Management und Inhaber bei Knorr Bremse & KB Powertech:

„Zutiefst asozial“

24.02.2017 | Sie haben eine prall gefüllte Kasse, kaufen ein Unternehmen nach dem anderen auf und drangsalieren deren Belegschaften. Management und Inhaber von Knorr Bremse sind besonders gut in Wasser predigen und Schampus saufen: Jetzt wollen sie den gut 350 Berliner Beschäftigten von KB Powertech in Tegel sieben Stunden (!) mehr Arbeit pro Woche aufdrücken – ohne einen Cent mehr bezahlen zu wollen. Ein Tag länger arbeiten für umme: Wo gibt es das denn?

Der Spiegel über Klaus Deller, CEO bei Knorr Bremse: "rund elf Millionen Euro, ohne dass der 52-Jährige auch nur einen Tag für das Familienunternehmen gearbeitet hat" Bild: Knorr Bremse AG

So einfach soll es gehen: einen einseitigen Wisch mit zwei Paragrafen aufsetzen und schon arbeiten 350 Männer und Frauen einen Tag länger pro Woche - für umsonst?
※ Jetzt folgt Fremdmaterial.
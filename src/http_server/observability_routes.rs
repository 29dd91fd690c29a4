//! Health check route

use axum::{http::StatusCode, response::IntoResponse, routing::get, Json, Router};
use serde::Serialize;

/// Health check response
#[derive(Debug, Serialize)]
pub struct HealthResponse {
    pub status: String,
    pub version: String,
}

/// Health check route, mounted at the root
pub fn health_routes<S: Clone + Send + Sync + 'static>() -> Router<S> {
    Router::new().route("/health", get(health_handler))
}

async fn health_handler() -> impl IntoResponse {
    let response = HealthResponse {
        status: "ok".to_string(),
        version: env!("CARGO_PKG_VERSION").to_string(),
    };

    (StatusCode::OK, Json(response))
}

#[cfg(test)]
mod tests {
    use super::*;

    #[test]
    fn test_health_response_serialization() {
        let response = HealthResponse {
            status: "ok".to_string(),
            version: "0.1.0".to_string(),
        };

        let json = serde_json::to_string(&response).unwrap();
        assert!(json.contains("ok"));
    }
}
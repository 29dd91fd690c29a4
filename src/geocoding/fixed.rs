//! # Fixed Geocoder
//!
//! Lookup-table geocoder. Queries are matched after trimming and lowercasing.

use std::collections::HashMap;

use async_trait::async_trait;

use super::errors::{GeocodeError, GeocodeResult};
use super::{Geocoder, Location};

/// Geocoder answering from a fixed table
#[derive(Debug, Clone, Default)]
pub struct FixedGeocoder {
    entries: HashMap<String, Location>,
}

impl FixedGeocoder {
    pub fn new() -> Self {
        Self::default()
    }

    /// Add an entry, builder style
    pub fn with(mut self, query: &str, location: Location) -> Self {
        self.insert(query, location);
        self
    }

    /// Add or replace an entry
    pub fn insert(&mut self, query: &str, location: Location) {
        self.entries.insert(normalize(query), location);
    }
}

fn normalize(query: &str) -> String {
    query.trim().to_lowercase()
}

#[async_trait]
impl Geocoder for FixedGeocoder {
    async fn geocode(&self, query: &str) -> GeocodeResult<Location> {
        self.entries
            .get(&normalize(query))
            .cloned()
            .ok_or_else(|| GeocodeError::NoMatch(query.to_string()))
    }
}
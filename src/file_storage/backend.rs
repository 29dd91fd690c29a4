//! # Storage Backend Trait

use async_trait::async_trait;

use super::errors::StorageResult;

/// Backend trait for file storage.
///
/// A successful `write` means the bytes are durable under `name`.
#[async_trait]
pub trait StorageBackend: Send + Sync + std::fmt::Debug {
    /// Write data under name, replacing any previous content
    async fn write(&self, name: &str, data: &[u8]) -> StorageResult<()>;
}
//! # Bootcamp Operations

use std::path::Path;
use std::sync::Arc;

use tracing::{error, info, warn};
use uuid::Uuid;

use super::envelope::{Collection, Shaped, Single};
use super::errors::{ApiError, ApiResult};
use crate::file_storage::StorageBackend;
use crate::geocoding::{radius_radians, Geocoder};
use crate::model::{Bootcamp, BootcampFields, GeoPoint};
use crate::query::ListQuery;
use crate::store::RecordStore;

/// An uploaded file as received by the boundary
#[derive(Debug, Clone)]
pub struct PhotoUpload {
    /// Client-side file name, used only for its extension
    pub file_name: String,
    pub content_type: String,
    pub data: Vec<u8>,
}

impl PhotoUpload {
    pub fn size(&self) -> u64 {
        self.data.len() as u64
    }

    /// Stored name for a bootcamp photo: `photo_<id><ext>`
    pub fn stored_name(&self, bootcamp_id: Uuid) -> String {
        let ext = Path::new(&self.file_name)
            .extension()
            .map(|e| format!(".{}", e.to_string_lossy()))
            .unwrap_or_default();
        format!("photo_{}{}", bootcamp_id, ext)
    }
}

/// Bootcamp use cases
#[derive(Clone)]
pub struct BootcampService {
    store: Arc<dyn RecordStore>,
    geocoder: Arc<dyn Geocoder>,
    files: Arc<dyn StorageBackend>,
    max_upload_bytes: u64,
}

impl BootcampService {
    pub fn new(
        store: Arc<dyn RecordStore>,
        geocoder: Arc<dyn Geocoder>,
        files: Arc<dyn StorageBackend>,
        max_upload_bytes: u64,
    ) -> Self {
        Self {
            store,
            geocoder,
            files,
            max_upload_bytes,
        }
    }

    /// Largest accepted photo, in bytes
    pub fn max_upload_bytes(&self) -> u64 {
        self.max_upload_bytes
    }

    /// All bootcamps, shaped by `query`
    pub async fn list(&self, query: &ListQuery) -> ApiResult<Shaped> {
        let records = self
            .store
            .list_bootcamps()
            .await?
            .into_iter()
            .map(serde_json::to_value)
            .collect::<Result<Vec<_>, _>>()?;

        Ok(Shaped::new(query.apply(records)))
    }

    pub async fn get_by_id(&self, id: Uuid) -> ApiResult<Single<Bootcamp>> {
        let bootcamp = self.find(id).await?;
        Ok(Single::new(bootcamp))
    }

    pub async fn create(&self, fields: BootcampFields) -> ApiResult<Single<Bootcamp>> {
        let mut bootcamp = Bootcamp::new(fields)?;
        self.locate(&mut bootcamp).await;

        let bootcamp = self.store.insert_bootcamp(bootcamp).await?;
        info!(bootcamp = %bootcamp.id, name = %bootcamp.name, "Bootcamp created");

        Ok(Single::new(bootcamp))
    }

    /// Partial update; the merged document is validated like a new one
    pub async fn update(&self, id: Uuid, fields: BootcampFields) -> ApiResult<Single<Bootcamp>> {
        let current = self.find(id).await?;
        let mut next = current.merged(fields)?;
        if next.location.is_none() {
            self.locate(&mut next).await;
        }

        let updated = self
            .store
            .replace_bootcamp(next)
            .await?
            .ok_or_else(|| ApiError::bootcamp_not_found(id))?;
        info!(bootcamp = %id, "Bootcamp updated");

        Ok(Single::new(updated))
    }

    /// Remove a bootcamp and its courses; returns the removed document
    pub async fn delete(&self, id: Uuid) -> ApiResult<Single<Bootcamp>> {
        let (removed, courses) = self
            .store
            .remove_bootcamp(id)
            .await?
            .ok_or_else(|| ApiError::bootcamp_not_found(id))?;
        info!(bootcamp = %id, courses, "Bootcamp deleted");

        Ok(Single::new(removed))
    }

    /// Bootcamps within `distance` of a postal code.
    ///
    /// The angular radius is `distance / 6378`; see
    /// [`crate::geocoding::EARTH_RADIUS_KM`] for the units caveat.
    pub async fn find_within_radius(
        &self,
        postal_code: &str,
        distance: f64,
    ) -> ApiResult<Collection<Bootcamp>> {
        if !distance.is_finite() || distance < 0.0 {
            return Err(ApiError::BadRequest(format!(
                "Invalid distance: {}",
                distance
            )));
        }

        let location = self.geocoder.geocode(postal_code).await?;
        let radius = radius_radians(distance);

        let bootcamps = self
            .store
            .bootcamps_within(location.coordinates, radius)
            .await?;

        Ok(Collection::new(bootcamps))
    }

    /// Validate and store a photo, then point the bootcamp at it.
    ///
    /// Nothing is written unless every check passes, and the bootcamp is only
    /// updated once the file store has confirmed the write.
    pub async fn upload_photo(
        &self,
        id: Uuid,
        file: Option<PhotoUpload>,
    ) -> ApiResult<Single<String>> {
        let bootcamp = self.find(id).await?;

        let file = file.ok_or_else(|| ApiError::BadRequest("Please upload a file".to_string()))?;

        if !file.content_type.starts_with("image") {
            return Err(ApiError::BadRequest(
                "Please upload an image file".to_string(),
            ));
        }

        if file.size() > self.max_upload_bytes {
            return Err(ApiError::BadRequest(format!(
                "image file bigger than {} bytes",
                self.max_upload_bytes
            )));
        }

        let name = file.stored_name(bootcamp.id);
        if let Err(e) = self.files.write(&name, &file.data).await {
            error!(bootcamp = %id, file = %name, error = %e, "Photo write failed");
            return Err(ApiError::Internal("Problem with file upload".to_string()));
        }

        self.store
            .set_bootcamp_photo(id, &name)
            .await?
            .ok_or_else(|| ApiError::bootcamp_not_found(id))?;
        info!(bootcamp = %id, file = %name, bytes = file.size(), "Photo uploaded");

        Ok(Single::new(name))
    }

    async fn find(&self, id: Uuid) -> ApiResult<Bootcamp> {
        self.store
            .find_bootcamp(id)
            .await?
            .ok_or_else(|| ApiError::bootcamp_not_found(id))
    }

    /// Geocode the address into `location`; a miss leaves it empty
    async fn locate(&self, bootcamp: &mut Bootcamp) {
        match self.geocoder.geocode(&bootcamp.address).await {
            Ok(location) => bootcamp.location = Some(GeoPoint::from(location)),
            Err(e) => {
                warn!(address = %bootcamp.address, error = %e, "Address not geocoded");
            }
        }
    }
}

#[cfg(test)]
mod tests {
    use super::*;

    fn upload(name: &str) -> PhotoUpload {
        PhotoUpload {
            file_name: name.to_string(),
            content_type: "image/jpeg".to_string(),
            data: vec![0; 4],
        }
    }

    #[test]
    fn test_stored_name_keeps_extension() {
        let id = Uuid::new_v4();
        assert_eq!(upload("me.jpg").stored_name(id), format!("photo_{}.jpg", id));
        assert_eq!(upload("archive.tar.gz").stored_name(id), format!("photo_{}.gz", id));
        assert_eq!(upload("noext").stored_name(id), format!("photo_{}", id));
    }

    #[test]
    fn test_stored_name_ignores_client_directories() {
        let id = Uuid::new_v4();
        assert_eq!(
            upload("../../etc/avatar.png").stored_name(id),
            format!("photo_{}.png", id)
        );
    }
}
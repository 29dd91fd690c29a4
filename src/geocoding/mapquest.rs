//! # MapQuest Geocoder
//!
//! Forward geocoding through the MapQuest `geocoding/v1/address` endpoint.

use async_trait::async_trait;
use reqwest::Client;
use serde::Deserialize;
use url::Url;

use super::errors::{GeocodeError, GeocodeResult};
use super::{Coordinates, Geocoder, Location};

/// Public MapQuest API root
pub const DEFAULT_BASE_URL: &str = "https://www.mapquestapi.com";

/// MapQuest-backed geocoder
#[derive(Debug, Clone)]
pub struct MapQuestGeocoder {
    client: Client,
    base_url: Url,
    api_key: String,
}

impl MapQuestGeocoder {
    /// Create a geocoder against the public API
    pub fn new(api_key: impl Into<String>) -> GeocodeResult<Self> {
        Self::with_base_url(api_key, DEFAULT_BASE_URL)
    }

    /// Create a geocoder against a custom API root
    pub fn with_base_url(api_key: impl Into<String>, base_url: &str) -> GeocodeResult<Self> {
        let api_key = api_key.into();
        if api_key.trim().is_empty() {
            return Err(GeocodeError::Misconfigured("missing API key".to_string()));
        }

        let mut base_url = Url::parse(base_url)
            .map_err(|e| GeocodeError::Misconfigured(format!("invalid base URL: {}", e)))?;

        // `Url::join` replaces the last segment unless the path ends in `/`
        if !base_url.path().ends_with('/') {
            let path = format!("{}/", base_url.path());
            base_url.set_path(&path);
        }

        Ok(Self {
            client: Client::new(),
            base_url,
            api_key,
        })
    }

    fn endpoint(&self) -> GeocodeResult<Url> {
        self.base_url
            .join("geocoding/v1/address")
            .map_err(|e| GeocodeError::Misconfigured(e.to_string()))
    }
}

// ==================
// Wire Types
// ==================

#[derive(Debug, Deserialize)]
struct AddressResponse {
    #[serde(default)]
    results: Vec<AddressResult>,
}

#[derive(Debug, Deserialize)]
struct AddressResult {
    #[serde(default)]
    locations: Vec<MapQuestLocation>,
}

#[derive(Debug, Deserialize)]
#[serde(rename_all = "camelCase")]
struct MapQuestLocation {
    lat_lng: LatLng,
    #[serde(default)]
    street: Option<String>,
    #[serde(default)]
    admin_area5: Option<String>,
    #[serde(default)]
    admin_area3: Option<String>,
    #[serde(default)]
    postal_code: Option<String>,
    #[serde(default)]
    admin_area1: Option<String>,
}

#[derive(Debug, Deserialize)]
struct LatLng {
    lat: f64,
    lng: f64,
}

fn non_empty(value: Option<String>) -> Option<String> {
    value.filter(|v| !v.trim().is_empty())
}

impl From<MapQuestLocation> for Location {
    fn from(loc: MapQuestLocation) -> Self {
        let street = non_empty(loc.street);
        let city = non_empty(loc.admin_area5);
        let state = non_empty(loc.admin_area3);
        let zipcode = non_empty(loc.postal_code);
        let country = non_empty(loc.admin_area1);

        let parts: Vec<&str> = [&street, &city, &state, &zipcode, &country]
            .iter()
            .filter_map(|p| p.as_deref())
            .collect();
        let formatted_address = if parts.is_empty() {
            None
        } else {
            Some(parts.join(", "))
        };

        Location {
            coordinates: Coordinates::new(loc.lat_lng.lat, loc.lat_lng.lng),
            formatted_address,
            street,
            city,
            state,
            zipcode,
            country,
        }
    }
}

#[async_trait]
impl Geocoder for MapQuestGeocoder {
    async fn geocode(&self, query: &str) -> GeocodeResult<Location> {
        let response = self
            .client
            .get(self.endpoint()?)
            .query(&[("key", self.api_key.as_str()), ("location", query)])
            .send()
            .await?
            .error_for_status()?;

        let body: AddressResponse = response.json().await?;

        body.results
            .into_iter()
            .flat_map(|r| r.locations)
            .next()
            .map(Location::from)
            .ok_or_else(|| GeocodeError::NoMatch(query.to_string()))
    }
}

#[cfg(test)]
mod tests {
    use super::*;

    #[test]
    fn test_rejects_empty_key() {
        let result = MapQuestGeocoder::new("  ");
        assert!(matches!(result, Err(GeocodeError::Misconfigured(_))));
    }

    #[test]
    fn test_rejects_bad_base_url() {
        let result = MapQuestGeocoder::with_base_url("key", "not a url");
        assert!(matches!(result, Err(GeocodeError::Misconfigured(_))));
    }

    #[test]
    fn test_endpoint_keeps_base_path() {
        let geocoder = MapQuestGeocoder::with_base_url("key", "http://localhost:9000/proxy").unwrap();
        assert_eq!(
            geocoder.endpoint().unwrap().as_str(),
            "http://localhost:9000/proxy/geocoding/v1/address"
        );

        let geocoder = MapQuestGeocoder::with_base_url("key", "http://localhost:9000/proxy/").unwrap();
        assert_eq!(
            geocoder.endpoint().unwrap().as_str(),
            "http://localhost:9000/proxy/geocoding/v1/address"
        );

        let geocoder = MapQuestGeocoder::new("key").unwrap();
        assert_eq!(
            geocoder.endpoint().unwrap().as_str(),
            "https://www.mapquestapi.com/geocoding/v1/address"
        );
    }

    #[test]
    fn test_location_conversion_formats_address() {
        let wire: MapQuestLocation = serde_json::from_value(serde_json::json!({
            "latLng": {"lat": 42.35, "lng": -71.06},
            "street": "233 Bay State Rd",
            "adminArea5": "Boston",
            "adminArea3": "MA",
            "postalCode": "02215",
            "adminArea1": "US"
        }))
        .unwrap();

        let location = Location::from(wire);
        assert_eq!(location.coordinates, Coordinates::new(42.35, -71.06));
        assert_eq!(location.city.as_deref(), Some("Boston"));
        assert_eq!(
            location.formatted_address.as_deref(),
            Some("233 Bay State Rd, Boston, MA, 02215, US")
        );
    }
}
KB-CEO Deller: "nicht so schlimm, länger zu arbeiten.“

Es ist immer eine Frage, wie man die Dinge sagt: Der Arbeitgeber spricht von einem „Angebot zur Vertragsänderung“ und einer Unterschrift, die „freiwillig“ sei. So steht es jedenfalls in einer Mitteilung der Geschäftsleitung des Tegeler Werkes vom Donnerstag der Woche. So reden manche, wenn andere Kreide fressen sollen und man ihnen vorher Honig um den Bart schmiert.

Standard in der Metall- und Elektroindustrie ist die 35 Stunden-Woche. Im Knorr Bremse-Konzern allerdings müssen die Kollegen 42 Stunden arbeiten. Nun sollen auch die Berliner Beschäftigten bei KB Powertech in Berlin die in der Branche unüblichen 42 Stunden arbeiten. Bezahlen wollen die Manager allerdings keinen Cent mehr – zumindest den Arbeitnehmern nicht. Ein Angebot ist das also nicht, eher eine Drohung. Und besonders freiwillig ist es auch nicht.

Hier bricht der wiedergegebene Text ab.